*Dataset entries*
********************
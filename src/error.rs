use std::{fmt, path::PathBuf};

pub type Result<T> = std::result::Result<T, Error>;

#[derive(Debug, thiserror::Error)]
pub enum Error {
    #[error("failed to open {}: {source}", path.display())]
    OpenFailure {
        path: PathBuf,
        #[source]
        source: std::io::Error,
    },

    #[error("no package files to read")]
    NoInputFiles,

    #[error("{0}")]
    Ingest(IngestFailures),

    #[error("I/O error: {0}")]
    Io(#[from] std::io::Error),

    #[error("JSON error: {0}")]
    Json(#[from] serde_json::Error),

    #[error("configuration error: {0}")]
    Config(String),

    #[error("{kind} not found: {name}")]
    NotFound { kind: &'static str, name: String },
}

impl Error {
    pub(crate) fn open_failure(
        path: impl Into<PathBuf>,
        source: std::io::Error,
    ) -> Self {
        Self::OpenFailure {
            path: path.into(),
            source,
        }
    }
}

/// Per-file errors collected during one ingestion run.
///
/// Displays one failure per line.
#[derive(Debug, Default)]
pub struct IngestFailures(Vec<Error>);

impl IngestFailures {
    pub fn push(&mut self, error: Error) {
        self.0.push(error);
    }

    pub fn is_empty(&self) -> bool {
        self.0.is_empty()
    }

    pub fn len(&self) -> usize {
        self.0.len()
    }

    pub fn iter(&self) -> impl Iterator<Item = &Error> {
        self.0.iter()
    }

    /// `None` when nothing failed, otherwise the joined [`Error::Ingest`].
    pub fn into_error(self) -> Option<Error> {
        (!self.is_empty()).then_some(Error::Ingest(self))
    }
}

impl fmt::Display for IngestFailures {
    fn fmt(&self, f: &mut fmt::Formatter<'_>) -> fmt::Result {
        for (i, error) in self.0.iter().enumerate() {
            if i > 0 {
                writeln!(f)?;
            }
            write!(f, "{error}")?;
        }
        Ok(())
    }
}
********************
*HOW TO COMPLETE THIS TASK*
Provide the number of lines in these entries that hold the word "PathBuf", without any accompanying text.

*PROBLEM SOLUTION*
3